The Tories, meanwhile, are at 39.5 per cent up from 36.2 per cent in last month’s poll. The Liberals are not faring well – they have 20.7 per cent, a drop of nearly seven points from last month’s Nanos poll when they were statistically tied with the NDP.
“The long and the short of it is that we’re back to a scenario where we have numbers that are relatively similar to the last federal election,” observes Nik Nanos, president of the national polling firm.
Digging deeper into his numbers, Mr. Nanos notes some intriguing regional dynamics. The NDP, which has 59 of the 75 seats in Quebec, has the support of 48.9 per cent of Quebeckers, up from 34.2 per cent in last month’s poll.
The Tories are at 18.8 per cent in the province, the Liberals have 16.1 per cent and the Bloc has 9.6-per-cent support.
As positive as the support in Quebec is for the NDP, however, Ontario is proving to be a success for the Harper Conservatives. In that province, they have the support of 46.9 per cent of poll respondents compared to 24.4 per cent for the NDP and 26.7 per cent for the Liberals.
Again, the federal Liberals have dropped considerably in Ontario over the past month. In last month’s survey, they had 32.2-per-cent support; the Tories, meanwhile, had 37.9 per cent. The NDP were at 24.8 per cent.
“They’re doing well,” Mr. Nanos said about the Harper Conservatives. “They’ve picked up support in the province of Ontario, which is probably critical for them because that is where they made their big pickup in the last federal election. I think a key part of the Tory strategy is to hold what they have in Ontario.”
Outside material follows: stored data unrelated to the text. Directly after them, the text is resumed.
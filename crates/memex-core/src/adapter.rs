//! Records model calls into conversation history.
//!
//! [`HistoryRecorder`] sits between a caller and a [`ChatProvider`]: inbound
//! messages are appended before the call, the provider sees the
//! algorithm-selected window, and every reply choice is appended afterwards.

use memex_models::NewMessage;
use memex_traits::{
    ChatProvider, HistoryError, ProviderMessage, ProviderRequest, ProviderResponse, Result,
};
use std::sync::Arc;
use tracing::{debug, warn};

use crate::manager::HistoryManager;

/// Provider reply together with the thread it was recorded in.
#[derive(Debug, Clone)]
pub struct ChatOutcome {
    pub thread_id: String,
    pub response: ProviderResponse,
}

/// Wraps a provider so every exchange lands in a thread.
#[derive(Clone)]
pub struct HistoryRecorder {
    manager: HistoryManager,
    provider: Arc<dyn ChatProvider>,
}

impl HistoryRecorder {
    pub fn new(manager: HistoryManager, provider: Arc<dyn ChatProvider>) -> Self {
        Self { manager, provider }
    }

    pub fn manager(&self) -> &HistoryManager {
        &self.manager
    }

    /// Record `messages`, call the provider with the context window and
    /// record its reply.
    ///
    /// Without a `thread_id` a new thread is created. Inbound messages stay
    /// recorded when the provider call fails.
    pub async fn chat(
        &self,
        thread_id: Option<&str>,
        messages: Vec<ProviderMessage>,
        model: Option<&str>,
    ) -> Result<ChatOutcome> {
        let thread_id = match thread_id {
            Some(id) => id.to_string(),
            None => self.manager.create_thread(None).await?.id,
        };

        for message in messages {
            let inbound = NewMessage::new(message.role, message.content).with_meta("type", "input");
            self.manager.add_message_with(&thread_id, inbound).await?;
        }

        let context = self
            .manager
            .get_context_window(&thread_id)
            .await?
            .into_iter()
            .map(|m| ProviderMessage::new(m.role, m.content))
            .collect::<Vec<_>>();
        debug!(thread_id = %thread_id, messages = context.len(), "Calling provider");

        let request = ProviderRequest {
            model: model.map(str::to_string),
            messages: context,
        };
        let response = self.provider.complete(request).await.map_err(|err| {
            warn!(thread_id = %thread_id, error = %err, "Provider call failed");
            match err {
                HistoryError::Provider(_) => err,
                other => HistoryError::Provider(other.to_string()),
            }
        })?;

        for choice in &response.choices {
            let outbound = NewMessage::new(choice.role, choice.content.clone().unwrap_or_default())
                .with_meta("type", "output")
                .with_meta("finish_reason", choice.finish_reason.clone())
                .with_meta("model", response.model.clone());
            self.manager.add_message_with(&thread_id, outbound).await?;
        }

        Ok(ChatOutcome {
            thread_id,
            response,
        })
    }
}
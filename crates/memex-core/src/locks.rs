//! Per-thread mutual exclusion.

use dashmap::DashMap;
use std::sync::Arc;
use tokio::sync::{Mutex, OwnedMutexGuard};

/// Lazily created async mutex per thread id.
///
/// The entry for an id is inserted atomically the first time it is asked
/// for, so every caller of the same id contends on the same mutex. Entries
/// are never removed.
#[derive(Debug, Default)]
pub struct ThreadLocks {
    locks: DashMap<String, Arc<Mutex<()>>>,
}

impl ThreadLocks {
    pub fn new() -> Self {
        Self::default()
    }

    /// Wait for exclusive access to `thread_id`.
    ///
    /// The guard is owned so it can move into a spawned task.
    pub async fn acquire(&self, thread_id: &str) -> OwnedMutexGuard<()> {
        let lock = self.lock_for(thread_id);
        lock.lock_owned().await
    }

    fn lock_for(&self, thread_id: &str) -> Arc<Mutex<()>> {
        if let Some(lock) = self.locks.get(thread_id) {
            return lock.clone();
        }
        self.locks
            .entry(thread_id.to_string())
            .or_insert_with(|| Arc::new(Mutex::new(())))
            .clone()
    }

    /// Number of ids that have been locked at least once.
    pub fn len(&self) -> usize {
        self.locks.len()
    }

    pub fn is_empty(&self) -> bool {
        self.locks.is_empty()
    }
}
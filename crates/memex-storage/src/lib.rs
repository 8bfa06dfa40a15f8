//! Memex Storage - thread persistence backends.
//!
//! Two implementations of [`memex_traits::ThreadStore`]:
//! - [`VolatileStore`]: process-local map, lost on exit
//! - [`DurableStore`]: redb database, in memory or in a single file
//!
//! [`StorageConfig`] picks and opens one of them.

pub mod config;
pub mod durable;
pub mod volatile;

pub use config::{BackendKind, ConnectionTarget, StorageConfig};
pub use durable::DurableStore;
pub use volatile::VolatileStore;
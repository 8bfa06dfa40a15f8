//! Error types for the history engine

use thiserror::Error;

/// History engine error types
#[derive(Error, Debug)]
pub enum HistoryError {
    #[error("Thread not found: {0}")]
    ThreadNotFound(String),

    #[error("Thread already exists: {0}")]
    DuplicateThread(String),

    #[error("Storage connection error: {0}")]
    Connection(String),

    #[error("Storage integrity error: {0}")]
    Integrity(String),

    #[error("Storage operation error: {0}")]
    Operation(String),

    #[error("Invalid input: {0}")]
    InvalidInput(String),

    #[error("Configuration error: {0}")]
    Configuration(String),

    #[error("Serialization error: {0}")]
    Serialization(#[from] serde_json::Error),

    #[error("Provider error: {0}")]
    Provider(String),

    #[error("{operation} failed for thread {thread_id}: {source}")]
    Context {
        operation: &'static str,
        thread_id: String,
        #[source]
        source: Box<HistoryError>,
    },
}

/// Coarse classification used by callers to decide between retry and abort.
#[derive(Debug, Clone, Copy, PartialEq, Eq)]
pub enum ErrorKind {
    NotFound,
    Duplicate,
    Connection,
    Integrity,
    Operation,
    InvalidInput,
    Configuration,
    Serialization,
    Provider,
}

impl HistoryError {
    /// Classify the error, looking through context wrappers.
    pub fn kind(&self) -> ErrorKind {
        match self {
            Self::ThreadNotFound(_) => ErrorKind::NotFound,
            Self::DuplicateThread(_) => ErrorKind::Duplicate,
            Self::Connection(_) => ErrorKind::Connection,
            Self::Integrity(_) => ErrorKind::Integrity,
            Self::Operation(_) => ErrorKind::Operation,
            Self::InvalidInput(_) => ErrorKind::InvalidInput,
            Self::Configuration(_) => ErrorKind::Configuration,
            Self::Serialization(_) => ErrorKind::Serialization,
            Self::Provider(_) => ErrorKind::Provider,
            Self::Context { source, .. } => source.kind(),
        }
    }

    /// Transient failures a caller may retry with backoff.
    pub fn is_retryable(&self) -> bool {
        matches!(self.kind(), ErrorKind::Connection | ErrorKind::Operation)
    }

    /// The innermost error with all context wrappers removed.
    pub fn root(&self) -> &HistoryError {
        match self {
            Self::Context { source, .. } => source.root(),
            other => other,
        }
    }

    /// Attach the operation name and thread id.
    pub fn context(self, operation: &'static str, thread_id: impl Into<String>) -> Self {
        Self::Context {
            operation,
            thread_id: thread_id.into(),
            source: Box::new(self),
        }
    }
}

/// Extension for attaching operation context to results.
pub trait ResultExt<T> {
    fn context(self, operation: &'static str, thread_id: &str) -> Result<T>;
}

impl<T> ResultExt<T> for Result<T> {
    fn context(self, operation: &'static str, thread_id: &str) -> Result<T> {
        self.map_err(|err| err.context(operation, thread_id))
    }
}

/// Result type alias for history operations
pub type Result<T> = std::result::Result<T, HistoryError>;
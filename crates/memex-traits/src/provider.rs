//! Model-provider boundary.
//!
//! A provider adapter translates a vendor-specific chat API into these plain
//! role/content types. The history engine never parses provider payloads.

use async_trait::async_trait;
use memex_models::Role;
use serde::{Deserialize, Serialize};

use crate::error::Result;

/// A message as exchanged with a model provider.
#[derive(Debug, Clone, PartialEq, Eq, Serialize, Deserialize)]
pub struct ProviderMessage {
    pub role: Role,
    pub content: String,
}

impl ProviderMessage {
    pub fn new(role: Role, content: impl Into<String>) -> Self {
        Self {
            role,
            content: content.into(),
        }
    }

    pub fn system(content: impl Into<String>) -> Self {
        Self::new(Role::System, content)
    }

    pub fn user(content: impl Into<String>) -> Self {
        Self::new(Role::User, content)
    }

    pub fn assistant(content: impl Into<String>) -> Self {
        Self::new(Role::Assistant, content)
    }
}

/// Outgoing model call.
#[derive(Debug, Clone, Default, Serialize, Deserialize)]
pub struct ProviderRequest {
    #[serde(default, skip_serializing_if = "Option::is_none")]
    pub model: Option<String>,
    pub messages: Vec<ProviderMessage>,
}

/// One candidate reply.
#[derive(Debug, Clone, PartialEq, Eq, Serialize, Deserialize)]
pub struct ProviderChoice {
    pub role: Role,
    #[serde(default)]
    pub content: Option<String>,
    #[serde(default)]
    pub finish_reason: Option<String>,
}

/// Model reply.
#[derive(Debug, Clone, Serialize, Deserialize)]
pub struct ProviderResponse {
    pub model: String,
    pub choices: Vec<ProviderChoice>,
}

impl ProviderResponse {
    /// Text of the first choice, if any.
    pub fn text(&self) -> Option<&str> {
        self.choices.first().and_then(|c| c.content.as_deref())
    }
}

/// Anything that can answer a chat request.
#[async_trait]
pub trait ChatProvider: Send + Sync {
    async fn complete(&self, request: ProviderRequest) -> Result<ProviderResponse>;
}
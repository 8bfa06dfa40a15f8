//! Memex Core - conversation history engine.
//!
//! [`HistoryManager`] owns a [`ThreadStore`](memex_traits::ThreadStore) and
//! an optional [`HistoryAlgorithm`](memex_traits::HistoryAlgorithm) and is
//! the only component that mutates threads. [`HistoryRecorder`] wraps a
//! model provider so each exchange is recorded automatically.
//!
//! ```no_run
//! # async fn demo() -> memex_traits::Result<()> {
//! use memex_core::HistoryConfig;
//! use memex_models::Role;
//!
//! let manager = HistoryConfig::from_toml_str("[algorithm]\nmax_messages = 10")?.build()?;
//! manager.add_message("support-42", "Hi there", Role::User, None).await?;
//! let window = manager.get_context_window("support-42").await?;
//! # let _ = window;
//! # Ok(())
//! # }
//! ```

pub mod adapter;
pub mod algorithm;
pub mod config;
pub mod locks;
pub mod logging;
pub mod manager;

pub use adapter::{ChatOutcome, HistoryRecorder};
pub use algorithm::{FifoAlgorithm, HistoryAlgorithm};
pub use config::{AlgorithmConfig, AlgorithmKind, HistoryConfig};
pub use locks::ThreadLocks;
pub use logging::init_tracing;
pub use manager::{HistoryManager, ManagerOptions};

// Re-export the shared types callers need alongside the manager.
pub use memex_models::{Message, Metadata, MetadataValue, NewMessage, Role, Thread};
pub use memex_storage::{DurableStore, StorageConfig, VolatileStore};
pub use memex_traits::{ChatProvider, HistoryError, Result, ThreadQuery, ThreadStore};
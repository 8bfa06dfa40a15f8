//! Tracing subscriber setup for binaries and tests embedding the engine.

use memex_traits::{HistoryError, Result};
use tracing_subscriber::EnvFilter;

/// Install a global fmt subscriber filtered by `filter`
/// (e.g. `"warn,memex_storage=debug"`).
///
/// Returns an error for an unparsable filter or when a global subscriber is
/// already installed.
pub fn init_tracing(filter: &str) -> Result<()> {
    let filter = EnvFilter::try_new(filter)
        .map_err(|e| HistoryError::Configuration(format!("invalid log filter: {e}")))?;

    tracing_subscriber::fmt()
        .with_env_filter(filter)
        .with_target(false)
        .with_thread_ids(true)
        .with_line_number(true)
        .try_init()
        .map_err(|e| HistoryError::Configuration(format!("failed to install subscriber: {e}")))
}

#[cfg(test)]
mod tests {
    use super::*;

    #[test]
    fn rejects_malformed_filter() {
        let err = init_tracing("memex_core=loud").unwrap_err();
        assert!(matches!(err, HistoryError::Configuration(_)));
    }
}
Mr. Nanos also polled on the issue of leadership and came up with numbers he described as a “real eye opener.” It is no surprise that Prime Minister Stephen Harper has a commanding lead over interim NDP leader Nycole Turmel and interim Liberal leader Bob Rae. But what he found surprising is that on the issue of who is the most trustworthy leader, Ms. Turmel and Mr. Rae are trailing the “none of them” and “unsure” categories.
Thirty-one per cent of respondents think Mr. Harper is the most trustworthy leader compared to 12.3 per cent for Ms. Turmel and 11.3 per cent for Mr. Rae – 21.8 per cent are undecided and 16.4 per cent say none of them are trustworthy.
“So there are not a lot of coattails for either one of those party leaders at this particular point in time,” said Mr. Nanos.
The NDP, however, is moving ahead on the leadership front. On Friday, the party announced it will hold a leadership convention in Toronto in March. The Liberals, however, are not expected to hold a convention until the spring of 2013.
“For both the NDP and Liberals, the tone and dynamic of their leadership races is probably going to have a significant impact on how Canadians view both of those parties,” said Mr. Nanos. “The one upside to the NDP is that by not having a drawn-out process there are a fewer moving parts where there could be a problem.”
Top potential NDP leadership contenders, Brian Topp and Quebec MP Thomas Mulcair, would not comment Sunday about their plans.
The Nanos poll of 1,210 Canadians was conducted between August 29 and September 1. It has a margin of error of plus or minus 2.8 percentage points, 19 times out of 20.